• **What the exercise asks**: Print every one of the records verbatim, omitting nothing.

+-------+

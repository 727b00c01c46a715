pub mod catalog;
pub mod suggestion;
pub mod track;

pub use catalog::{ApiAlbum, ApiArtist, ApiImage, ApiSearchResponse, ApiTrack, CatalogTrack};
pub use suggestion::{SongSuggestion, SongSuggestions, TrackQuery};
pub use track::{format_duration, RecommendationResult, Track, MAX_TRACKS, PLACEHOLDER_IMAGE_URL};
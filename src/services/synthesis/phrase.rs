use serde::Deserialize;
use std::sync::Arc;

use crate::{
    error::{AppError, AppResult},
    models::TrackQuery,
    services::synthesis::{GenerativeModel, Synthesizer},
};

#[derive(Debug, Deserialize)]
struct PhraseOutput {
    #[serde(default)]
    query: Option<String>,
}

/// Maps free text to one catalog search phrase of at most five words
pub struct PhraseSynthesizer {
    model: Arc<dyn GenerativeModel>,
}

impl PhraseSynthesizer {
    pub fn new(model: Arc<dyn GenerativeModel>) -> Self {
        Self { model }
    }
}

fn instruction(raw_input: &str) -> String {
    format!(
        r#"You write Spotify track search queries for a music curator. Turn the listener's request into one concise query of at most 5 words built from genres, moods, or artist names.

- A mood or activity (e.g. "rainy day", "workout") becomes genre and mood keywords (e.g. "lo-fi chill beats", "high-energy pop workout").
- An artist becomes a query for that artist or similar ones (e.g. "artists like Tame Impala").
- A song becomes a query describing its style (e.g. "80s synth-pop revival").

Prefer queries that surface fresh, relevant results.

Reply with a JSON object of the form {{"query": "<search query>"}}.

Listener's request: "{}""#,
        raw_input
    )
}

#[async_trait::async_trait]
impl Synthesizer for PhraseSynthesizer {
    type Output = TrackQuery;

    async fn produce(&self, raw_input: &str) -> AppResult<TrackQuery> {
        let output = self.model.generate_json(&instruction(raw_input)).await?;

        let parsed: PhraseOutput = serde_json::from_value(output)
            .map_err(|e| AppError::Synthesis(format!("Unexpected phrase output: {}", e)))?;

        let query = parsed
            .query
            .and_then(TrackQuery::new)
            .ok_or_else(|| AppError::Synthesis("Could not generate a search query".to_string()))?;

        tracing::info!(query = %query, strategy = self.name(), "Search phrase synthesized");

        Ok(query)
    }

    fn name(&self) -> &'static str {
        "phrase"
    }
}
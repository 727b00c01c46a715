use axum::{
    body::Body,
    extract::Request,
    http::HeaderValue,
    middleware::Next,
    response::Response,
};
use std::fmt::Display;
use uuid::Uuid;

/// Header carrying the request correlation ID in both directions
pub const REQUEST_ID_HEADER: &str = "x-request-id";

/// Correlation ID attached to every request's extensions and log span
#[derive(Clone, Copy, Debug, PartialEq, Eq)]
pub struct RequestId(pub Uuid);

impl RequestId {
    /// Reuses a well-formed incoming ID, otherwise generates a v4 UUID
    fn from_header(value: Option<&HeaderValue>) -> Self {
        value
            .and_then(|h| h.to_str().ok())
            .and_then(|s| Uuid::parse_str(s).ok())
            .map(RequestId)
            .unwrap_or_else(|| RequestId(Uuid::new_v4()))
    }
}

impl Display for RequestId {
    fn fmt(&self, f: &mut std::fmt::Formatter<'_>) -> std::fmt::Result {
        write!(f, "{}", self.0)
    }
}

/// Tags the request with a [`RequestId`] and echoes it in the response headers
pub async fn request_id_middleware(mut request: Request, next: Next) -> Response {
    let request_id = RequestId::from_header(request.headers().get(REQUEST_ID_HEADER));
    request.extensions_mut().insert(request_id);

    let mut response = next.run(request).await;

    if let Ok(value) = HeaderValue::from_str(&request_id.to_string()) {
        response.headers_mut().insert(REQUEST_ID_HEADER, value);
    }

    response
}

/// `TraceLayer` span builder that records the request ID alongside method and URI
pub fn make_span_with_request_id(request: &Request<Body>) -> tracing::Span {
    let request_id = request
        .extensions()
        .get::<RequestId>()
        .map(ToString::to_string)
        .unwrap_or_else(|| "unknown".to_string());

    tracing::info_span!(
        "http_request",
        method = %request.method(),
        uri = %request.uri(),
        request_id = %request_id,
    )
}

#[cfg(test)]
mod tests {
    use super::*;

    #[test]
    fn test_incoming_id_reused() {
        let id = Uuid::new_v4();
        let header = HeaderValue::from_str(&id.to_string()).unwrap();
        assert_eq!(RequestId::from_header(Some(&header)), RequestId(id));
    }

    #[test]
    fn test_malformed_id_replaced() {
        let header = HeaderValue::from_static("not-a-uuid");
        let request_id = RequestId::from_header(Some(&header));
        assert_ne!(request_id.to_string(), "not-a-uuid");
    }
}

+-------+

• **Task output**:
repository 727b00c01c46a715
pub mod catalog;
pub mod suggestion;
pub mod track;

pub use catalog::{ApiAlbum, ApiArtist, ApiImage, ApiSearchResponse, ApiTrack, CatalogTrack};
pub use suggestion::{SongSuggestion, SongSuggestions, TrackQuery};
pub use track::{format_duration, RecommendationResult, Track, MAX_TRACKS, PLACEHOLDER_IMAGE_URL};
filename src/services/synthesis/phrase.rs
use serde::Deserialize;
use std::sync::Arc;

use crate::{
    error::{AppError, AppResult},
    models::TrackQuery,
    services::synthesis::{GenerativeModel, Synthesizer},
};

#[derive(Debug, Deserialize)]
struct PhraseOutput {
    #[serde(default)]
    query: Option<String>,
}

/// Maps free text to one catalog search phrase of at most five words
pub struct PhraseSynthesizer {
    model: Arc<dyn GenerativeModel>,
}

impl PhraseSynthesizer {
    pub fn new(model: Arc<dyn GenerativeModel>) -> Self {
        Self { model }
    }
}

fn instruction(raw_input: &str) -> String {
    format!(
        r#"You write Spotify track search queries for a music curator. Turn the listener's request into one concise query of at most 5 words built from genres, moods, or artist names.

- A mood or activity (e.g. "rainy day", "workout") becomes genre and mood keywords (e.g. "lo-fi chill beats", "high-energy pop workout").
- An artist becomes a query for that artist or similar ones (e.g. "artists like Tame Impala").
- A song becomes a query describing its style (e.g. "80s synth-pop revival").

Prefer queries that surface fresh, relevant results.

Reply with a JSON object of the form {{"query": "<search query>"}}.

Listener's request: "{}""#,
        raw_input
    )
}

#[async_trait::async_trait]
impl Synthesizer for PhraseSynthesizer {
    type Output = TrackQuery;

    async fn produce(&self, raw_input: &str) -> AppResult<TrackQuery> {
        let output = self.model.generate_json(&instruction(raw_input)).await?;

        let parsed: PhraseOutput = serde_json::from_value(output)
            .map_err(|e| AppError::Synthesis(format!("Unexpected phrase output: {}", e)))?;

        let query = parsed
            .query
            .and_then(TrackQuery::new)
            .ok_or_else(|| AppError::Synthesis("Could not generate a search query".to_string()))?;

        tracing::info!(query = %query, strategy = self.name(), "Search phrase synthesized");

        Ok(query)
    }

    fn name(&self) -> &'static str {
        "phrase"
    }
}
repository 727b00c01c46a715
use axum::{
    body::Body,
    extract::Request,
    http::HeaderValue,
    middleware::Next,
    response::Response,
};
use std::fmt::Display;
use uuid::Uuid;

/// Header carrying the request correlation ID in both directions
pub const REQUEST_ID_HEADER: &str = "x-request-id";

/// Correlation ID attached to every request's extensions and log span
#[derive(Clone, Copy, Debug, PartialEq, Eq)]
pub struct RequestId(pub Uuid);

impl RequestId {
    /// Reuses a well-formed incoming ID, otherwise generates a v4 UUID
    fn from_header(value: Option<&HeaderValue>) -> Self {
        value
            .and_then(|h| h.to_str().ok())
            .and_then(|s| Uuid::parse_str(s).ok())
            .map(RequestId)
            .unwrap_or_else(|| RequestId(Uuid::new_v4()))
    }
}

impl Display for RequestId {
    fn fmt(&self, f: &mut std::fmt::Formatter<'_>) -> std::fmt::Result {
        write!(f, "{}", self.0)
    }
}

/// Tags the request with a [`RequestId`] and echoes it in the response headers
pub async fn request_id_middleware(mut request: Request, next: Next) -> Response {
    let request_id = RequestId::from_header(request.headers().get(REQUEST_ID_HEADER));
    request.extensions_mut().insert(request_id);

    let mut response = next.run(request).await;

    if let Ok(value) = HeaderValue::from_str(&request_id.to_string()) {
        response.headers_mut().insert(REQUEST_ID_HEADER, value);
    }

    response
}

/// `TraceLayer` span builder that records the request ID alongside method and URI
pub fn make_span_with_request_id(request: &Request<Body>) -> tracing::Span {
    let request_id = request
        .extensions()
        .get::<RequestId>()
        .map(ToString::to_string)
        .unwrap_or_else(|| "unknown".to_string());

    tracing::info_span!(
        "http_request",
        method = %request.method(),
        uri = %request.uri(),
        request_id = %request_id,
    )
}

#[cfg(test)]
mod tests {
    use super::*;

    #[test]
    fn test_incoming_id_reused() {
        let id = Uuid::new_v4();
        let header = HeaderValue::from_str(&id.to_string()).unwrap();
        assert_eq!(RequestId::from_header(Some(&header)), RequestId(id));
    }

    #[test]
    fn test_malformed_id_replaced() {
        let header = HeaderValue::from_static("not-a-uuid");
        let request_id = RequestId::from_header(Some(&header));
        assert_ne!(request_id.to_string(), "not-a-uuid");
    }
}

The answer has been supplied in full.